FIGURE 4.

Functional properties of peritoneal macrophages following stimulation with E. coli in the TGC-induced peritonitis mouse model. (A,B) Phagocytosis of peritoneal macrophages. Three days post TGC administration, macrophages from peritoneal lavage fluid were cultured on plates and stimulated with pH-Rhodo-labeled E. coli. The proportion of phagocytic macrophages at 30, 120, and 240 min was analyzed by flow cytometry. The quantity of engulfed E. coli was expressed as % of total macrophages (A) or as the mean of fluorescence intensity (MFI) (B). (C,D) Viability and pro-inflammatory secretion of peritoneal macrophages.
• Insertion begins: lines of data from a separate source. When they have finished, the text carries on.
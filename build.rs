//! Build script for Discaptcha
//!
//! Embeds build-time information into the binary:
//! - Git commit hash
//! - Build timestamp
//! - Target triple and profile

use std::env;
use std::process::Command;

fn main() {
    // Rerun if git HEAD changes
    println!("cargo:rerun-if-changed=.git/HEAD");
    println!("cargo:rerun-if-changed=.git/index");

    let git_hash = git(&["rev-parse", "--short=8", "HEAD"]).unwrap_or_else(|| "unknown".to_string());
    let git_dirty = match git(&["status", "--porcelain"]) {
        Some(status) if !status.is_empty() => "true",
        Some(_) => "false",
        None => "unknown",
    };

    let build_timestamp = chrono::Utc::now().format("%Y-%m-%d %H:%M:%S UTC").to_string();
    let target = env::var("TARGET").unwrap_or_else(|_| "unknown".to_string());
    let profile = env::var("PROFILE").unwrap_or_else(|_| "unknown".to_string());

    println!("cargo:rustc-env=DISCAPTCHA_GIT_HASH={}", git_hash);
    println!("cargo:rustc-env=DISCAPTCHA_GIT_DIRTY={}", git_dirty);
    println!("cargo:rustc-env=DISCAPTCHA_BUILD_TIMESTAMP={}", build_timestamp);
    println!("cargo:rustc-env=DISCAPTCHA_TARGET={}", target);
    println!("cargo:rustc-env=DISCAPTCHA_PROFILE={}", profile);
}

/// Run a git command, returning trimmed stdout on success
fn git(args: &[&str]) -> Option<String> {
    Command::new("git")
        .args(args)
        .output()
        .ok()
        .filter(|output| output.status.success())
        .and_then(|output| String::from_utf8(output.stdout).ok())
        .map(|s| s.trim().to_string())
}
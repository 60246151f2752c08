//! Verified-role lifecycle
//!
//! Three pipelines share one [`RoleLifecycle`]:
//!
//! - install: fetch roles → delete old role → create role → humanize → lock down `@everyone`
//! - humanize: fetch members → resolve role → verify and assign
//! - uninstall: fetch roles → delete role (if any) → restore `@everyone`
//!
//! Steps run strictly in order and the first failure ends the pipeline.
//! Nothing already committed is rolled back; re-running a pipeline is safe
//! because install replaces the role and humanize skips members that hold it.
//!
//! The lifecycle does not serialize itself. Callers running several commands
//! against one guild must hold a [`crate::dispatch::CommunityLocks`] guard.

mod humanize;
mod install;
mod outcome;
mod permissions;
mod uninstall;

pub use outcome::{HumanizeOutcome, InstallOutcome, UninstallOutcome};
pub use permissions::{PermissionChange, PermissionGuard, GUARDED_CAPABILITIES};

use crate::platform::{CapabilitySet, SharedPlatform};
use crate::verify::SharedVerifier;

/// Audit log reasons attached to platform mutations
pub(crate) mod reasons {
    pub const INSTALL: &str = "Discaptcha install command executed.";
    pub const REPLACE: &str = "Replacing the old role with a new one.";
    pub const HUMANIZE: &str = "Member passed Discaptcha verification.";
    pub const UNINSTALL: &str = "Discaptcha uninstall command executed.";
}

/// Permissions the verified role is created with
pub fn verified_role_permissions() -> CapabilitySet {
    GUARDED_CAPABILITIES
}

/// Runs install, humanize and uninstall against a community platform
pub struct RoleLifecycle {
    platform: SharedPlatform,
    verifier: SharedVerifier,
    concurrency: usize,
}

impl RoleLifecycle {
    /// Create a lifecycle that assigns roles one member at a time
    pub fn new(platform: SharedPlatform, verifier: SharedVerifier) -> Self {
        Self {
            platform,
            verifier,
            concurrency: 1,
        }
    }

    /// Allow up to `limit` role assignments in flight during humanize
    pub fn with_concurrency(mut self, limit: usize) -> Self {
        self.concurrency = limit.max(1);
        self
    }
}
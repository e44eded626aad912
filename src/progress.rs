// progress.rs - Live Progress Reporting
// A mention gets exactly one status message. It is posted once and then edited
// for every step, so the user watches a single message evolve into the result.

use async_trait::async_trait;
use log::{debug, warn};
use std::sync::Arc;
use uuid::Uuid;

use crate::slack::SlackError;

/// Initial text of every status message
pub const LOADING: &str = ":loading:";

/// Address of a posted message: its conversation and timestamp id
#[derive(Debug, Clone, PartialEq, Eq)]
pub struct MessageHandle {
    pub channel: String,
    pub ts: String,
}

#[async_trait]
pub trait ProgressReporter: Send + Sync {
    /// Create a status message replying under `anchor_ts`.
    async fn post(&self, channel: &str, anchor_ts: &str, text: &str)
        -> Result<MessageHandle, SlackError>;

    /// Replace the text of a previously posted message.
    async fn update(&self, handle: &MessageHandle, text: &str) -> Result<(), SlackError>;
}

/// Per-mention binding to one status message.
pub struct ProcessingSession {
    id: Uuid,
    reporter: Arc<dyn ProgressReporter>,
    handle: MessageHandle,
}

impl ProcessingSession {
    /// Post the status message. Fails only when the message cannot be created.
    pub async fn start(
        reporter: Arc<dyn ProgressReporter>,
        channel: &str,
        anchor_ts: &str,
    ) -> Result<Self, SlackError> {
        let handle = reporter.post(channel, anchor_ts, LOADING).await?;
        let id = Uuid::new_v4();
        debug!("[{}] 📌 Status message {} opened in {}", id, handle.ts, handle.channel);
        Ok(Self {
            id,
            reporter,
            handle,
        })
    }

    pub fn id(&self) -> Uuid {
        self.id
    }

    pub fn handle(&self) -> &MessageHandle {
        &self.handle
    }

    /// Edit the status message. Failures are logged and otherwise ignored.
    pub async fn update(&self, text: &str) {
        if let Err(e) = self.reporter.update(&self.handle, text).await {
            warn!("[{}] ⚠️ Error updating progress message: {}", self.id, e);
        }
    }
}
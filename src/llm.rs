// llm.rs - Language Model Integration
// Summarizer capability plus an OpenAI-compatible chat completion backend.
// Two prompt styles exist: "summary" for a single fetched page and "thread"
// for answering a question against an aggregated conversation.

use async_trait::async_trait;
use log::{debug, error, info, trace};
use once_cell::sync::Lazy;
use regex::Regex;
use serde::Serialize;
use std::fmt;
use std::time::Duration;
use thiserror::Error;

#[derive(Debug, Error)]
pub enum LlmError {
    #[error("chat completion request failed: {0}")]
    Http(#[from] reqwest::Error),
    #[error("chat completion returned HTTP {status}: {body}")]
    Status { status: u16, body: String },
    #[error("could not decode chat completion response: {0}")]
    Decode(String),
    #[error("model returned an empty response")]
    EmptyResponse,
}

/// Prompt construction strategy
#[derive(Debug, Clone, Copy, PartialEq, Eq)]
pub enum Mode {
    Summary,
    Thread,
}

impl Mode {
    pub fn as_str(&self) -> &'static str {
        match self {
            Mode::Summary => "summary",
            Mode::Thread => "thread",
        }
    }
}

impl fmt::Display for Mode {
    fn fmt(&self, f: &mut fmt::Formatter) -> fmt::Result {
        f.write_str(self.as_str())
    }
}

#[async_trait]
pub trait Summarizer: Send + Sync {
    /// Summarize `content`, answering `user_prompt` first when it is non-empty.
    async fn process_content(&self, content: &str, user_prompt: &str) -> Result<String, LlmError> {
        self.process_content_with_mode(content, user_prompt, Mode::Summary)
            .await
    }

    async fn process_content_with_mode(
        &self,
        content: &str,
        user_prompt: &str,
        mode: Mode,
    ) -> Result<String, LlmError>;
}

// Chat message structure for the completion API
#[derive(Debug, Clone, Serialize)]
pub struct ChatMessage {
    pub role: String,
    pub content: String,
}

const SUMMARY_SYSTEM_PROMPT: &str = "You are an expert summarizer. Analyze the provided web page content and generate a concise summary based on the user's request.

Output Format:
(If the user asked a question, answer it here based *only* on the provided text. If the text doesn't contain the answer, state that clearly. If no question was asked, omit this section.)

:white_check_mark: Three-line summary
- Bullet point 1
- Bullet point 2
- Bullet point 3

:memo: Details
*Key point header 1*
Explanation of this point

*Key point header 2*
Explanation of this point

(Add as many key points as the content warrants)";

const THREAD_SYSTEM_PROMPT: &str = "You are an assistant taking part in a conversation thread. Analyze the provided context and respond naturally to the user's latest question. Give clear, helpful answers grounded in the information available.";

/// Build the system and user messages for one completion request.
pub fn build_messages(content: &str, user_prompt: &str, mode: Mode) -> Vec<ChatMessage> {
    let user_prompt = user_prompt.trim();
    let (system_prompt, instructions) = match mode {
        Mode::Thread => {
            let instructions = if user_prompt.is_empty() {
                "Please provide a helpful response based on the provided context.".to_string()
            } else {
                format!(
                    "Based on the provided context, answer the following question: {}\n\nIf the context does not contain enough information to answer, say so clearly.",
                    user_prompt
                )
            };
            (THREAD_SYSTEM_PROMPT, instructions)
        }
        Mode::Summary => {
            let instructions = if user_prompt.is_empty() {
                "Instructions: Provide the three-line summary and the detailed explanation described in the system prompt.".to_string()
            } else {
                format!(
                    "User Question: {}\n\nInstructions: First, answer the user's question based *only* on the provided content. If the content does not contain the answer, say 'This page does not contain that information.' Then provide the three-line summary and the detailed explanation described in the system prompt.",
                    user_prompt
                )
            };
            (SUMMARY_SYSTEM_PROMPT, instructions)
        }
    };

    vec![
        ChatMessage {
            role: "system".to_string(),
            content: system_prompt.to_string(),
        },
        ChatMessage {
            role: "user".to_string(),
            content: format!("Content:\n```\n{}\n```\n\n{}", content, instructions),
        },
    ]
}

static THINK_REGEX: Lazy<Regex> =
    Lazy::new(|| Regex::new(r"(?s)<think>.*?</think>").expect("think pattern is valid"));

/// Remove reasoning blocks some models emit before their answer.
pub fn strip_think_sections(text: &str) -> String {
    THINK_REGEX.replace_all(text, "").trim().to_string()
}

/// OpenAI-compatible chat completion client
pub struct OpenAiSummarizer {
    client: reqwest::Client,
    base_url: String,
    api_key: String,
    model: String,
}

impl OpenAiSummarizer {
    pub fn new(
        base_url: &str,
        api_key: &str,
        model: &str,
        timeout: Duration,
    ) -> Result<Self, LlmError> {
        let client = reqwest::Client::builder()
            .timeout(timeout)
            .connect_timeout(Duration::from_secs(30))
            .build()?;
        Ok(Self {
            client,
            base_url: base_url.trim_end_matches('/').to_string(),
            api_key: api_key.to_string(),
            model: model.to_string(),
        })
    }

    pub fn model(&self) -> &str {
        &self.model
    }
}

#[async_trait]
impl Summarizer for OpenAiSummarizer {
    async fn process_content_with_mode(
        &self,
        content: &str,
        user_prompt: &str,
        mode: Mode,
    ) -> Result<String, LlmError> {
        let messages = build_messages(content, user_prompt, mode);
        trace!("[LLM] mode={} messages={} content_len={}", mode, messages.len(), content.len());

        let request = serde_json::json!({
            "model": self.model,
            "messages": messages,
            "stream": false,
        });

        let api_url = format!("{}/v1/chat/completions", self.base_url);
        let start = std::time::Instant::now();
        debug!("🤖 Sending {} request to {} (model {})", mode, api_url, self.model);

        let response = self
            .client
            .post(&api_url)
            .bearer_auth(&self.api_key)
            .json(&request)
            .send()
            .await?;

        let status = response.status();
        if !status.is_success() {
            let body = response
                .text()
                .await
                .unwrap_or_else(|_| "Unable to read error response".to_string());
            error!("❌ Chat completion failed with HTTP {}", status);
            return Err(LlmError::Status {
                status: status.as_u16(),
                body: body.chars().take(500).collect(),
            });
        }

        let response_json: serde_json::Value = response
            .json()
            .await
            .map_err(|e| LlmError::Decode(e.to_string()))?;

        let content = response_json["choices"]
            .get(0)
            .and_then(|choice| choice["message"]["content"].as_str())
            .map(strip_think_sections)
            .unwrap_or_default();

        if content.is_empty() {
            return Err(LlmError::EmptyResponse);
        }

        info!(
            "✅ {} completion finished in {:.2}s ({} characters)",
            mode,
            start.elapsed().as_secs_f64(),
            content.len()
        );
        Ok(content)
    }
}
// config.rs - Bot Configuration
// Settings come from an optional botconfig.txt (KEY=VALUE lines, # comments)
// searched in a few well-known locations, overlaid with the process
// environment. The environment always wins.

use log::{debug, info};
use std::collections::HashMap;
use std::env;
use std::fs;
use std::str::FromStr;
use std::time::Duration;
use thiserror::Error;

use crate::slack::DEFAULT_API_BASE;

pub const CONFIG_FILE_PATHS: [&str; 4] = [
    "botconfig.txt",
    "../botconfig.txt",
    "../../botconfig.txt",
    "src/botconfig.txt",
];

pub const DEFAULT_PORT: u16 = 8080;
pub const DEFAULT_MODEL: &str = "chatgpt-4o-latest";
pub const DEFAULT_OPENAI_BASE_URL: &str = "https://api.openai.com";
pub const DEFAULT_FETCH_TIMEOUT_SECS: u64 = 30;
pub const DEFAULT_LLM_TIMEOUT_SECS: u64 = 120;

const KNOWN_KEYS: [&str; 9] = [
    "SLACK_BOT_TOKEN",
    "SLACK_SIGNING_SECRET",
    "OPENAI_API_KEY",
    "OPENAI_MODEL",
    "OPENAI_BASE_URL",
    "SLACK_API_BASE",
    "PORT",
    "FETCH_TIMEOUT_SECS",
    "LLM_TIMEOUT_SECS",
];

#[derive(Debug, Error, PartialEq, Eq)]
pub enum ConfigError {
    #[error("{0} is not set (add it to botconfig.txt or the environment)")]
    Missing(&'static str),
    #[error("invalid value {value:?} for {key}")]
    Invalid { key: &'static str, value: String },
}

/// Settings for the chat completion backend
#[derive(Debug, Clone)]
pub struct LlmConfig {
    pub api_key: String,
    pub model: String,
    pub base_url: String,
    pub timeout: Duration,
}

#[derive(Debug, Clone)]
pub struct BotConfig {
    pub slack_bot_token: String,
    pub slack_signing_secret: String,
    pub slack_api_base: String,
    pub port: u16,
    pub fetch_timeout: Duration,
    pub llm: LlmConfig,
}

impl LlmConfig {
    pub fn load() -> Result<Self, ConfigError> {
        Self::from_map(&gather_settings())
    }

    pub fn from_map(settings: &HashMap<String, String>) -> Result<Self, ConfigError> {
        Ok(Self {
            api_key: required(settings, "OPENAI_API_KEY")?,
            model: optional(settings, "OPENAI_MODEL", DEFAULT_MODEL.to_string())?,
            base_url: optional(settings, "OPENAI_BASE_URL", DEFAULT_OPENAI_BASE_URL.to_string())?,
            timeout: Duration::from_secs(optional(
                settings,
                "LLM_TIMEOUT_SECS",
                DEFAULT_LLM_TIMEOUT_SECS,
            )?),
        })
    }
}

impl BotConfig {
    pub fn load() -> Result<Self, ConfigError> {
        Self::from_map(&gather_settings())
    }

    pub fn from_map(settings: &HashMap<String, String>) -> Result<Self, ConfigError> {
        Ok(Self {
            slack_bot_token: required(settings, "SLACK_BOT_TOKEN")?,
            slack_signing_secret: required(settings, "SLACK_SIGNING_SECRET")?,
            slack_api_base: optional(settings, "SLACK_API_BASE", DEFAULT_API_BASE.to_string())?,
            port: optional(settings, "PORT", DEFAULT_PORT)?,
            fetch_timeout: Duration::from_secs(optional(
                settings,
                "FETCH_TIMEOUT_SECS",
                DEFAULT_FETCH_TIMEOUT_SECS,
            )?),
            llm: LlmConfig::from_map(settings)?,
        })
    }
}

/// Parse KEY=VALUE lines. Blank lines, comments and lines without `=` are skipped.
pub fn parse_config(content: &str) -> HashMap<String, String> {
    let content = content.strip_prefix('\u{feff}').unwrap_or(content);
    let mut settings = HashMap::new();

    for line in content.lines() {
        let line = line.trim();
        if line.is_empty() || line.starts_with('#') {
            continue;
        }
        if let Some((key, value)) = line.split_once('=') {
            settings.insert(key.trim().to_string(), value.trim().to_string());
        }
    }
    settings
}

/// First botconfig.txt found, if any.
fn read_config_file() -> Option<HashMap<String, String>> {
    for path in CONFIG_FILE_PATHS {
        if let Ok(content) = fs::read_to_string(path) {
            info!("✅ Configuration loaded from {}", path);
            return Some(parse_config(&content));
        }
    }
    debug!("📄 No botconfig.txt found, using environment only");
    None
}

fn gather_settings() -> HashMap<String, String> {
    let mut settings = read_config_file().unwrap_or_default();
    for key in KNOWN_KEYS {
        if let Ok(value) = env::var(key) {
            settings.insert(key.to_string(), value.trim().to_string());
        }
    }
    settings
}

fn required(settings: &HashMap<String, String>, key: &'static str) -> Result<String, ConfigError> {
    match settings.get(key) {
        Some(value) if !value.is_empty() => Ok(value.clone()),
        _ => Err(ConfigError::Missing(key)),
    }
}

fn optional<T: FromStr>(
    settings: &HashMap<String, String>,
    key: &'static str,
    default: T,
) -> Result<T, ConfigError> {
    match settings.get(key) {
        Some(value) if !value.is_empty() => value.parse().map_err(|_| ConfigError::Invalid {
            key,
            value: value.clone(),
        }),
        _ => Ok(default),
    }
}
Three days post TGC administration, macrophages were co-cultured with E. coli for 24 h. (C) Viability of macrophages was assessed by the AlamarBlue^® assay and expressed as optical density (OD). (D) Secreted cytokine concentrations (IL-6, TNFα, and IL-12p70) were determined in the cell culture supernatant by flow cytometry using a bead-based immunoassay. IL = interleukin; TNF-α = tumor necrosis factor-alpha. All data are mean ± SEM; n = 4–6 for each group; *p < 0.05; **p < 0.01; ***p < 0.001; ****p < 0.0001 vs. vehicle.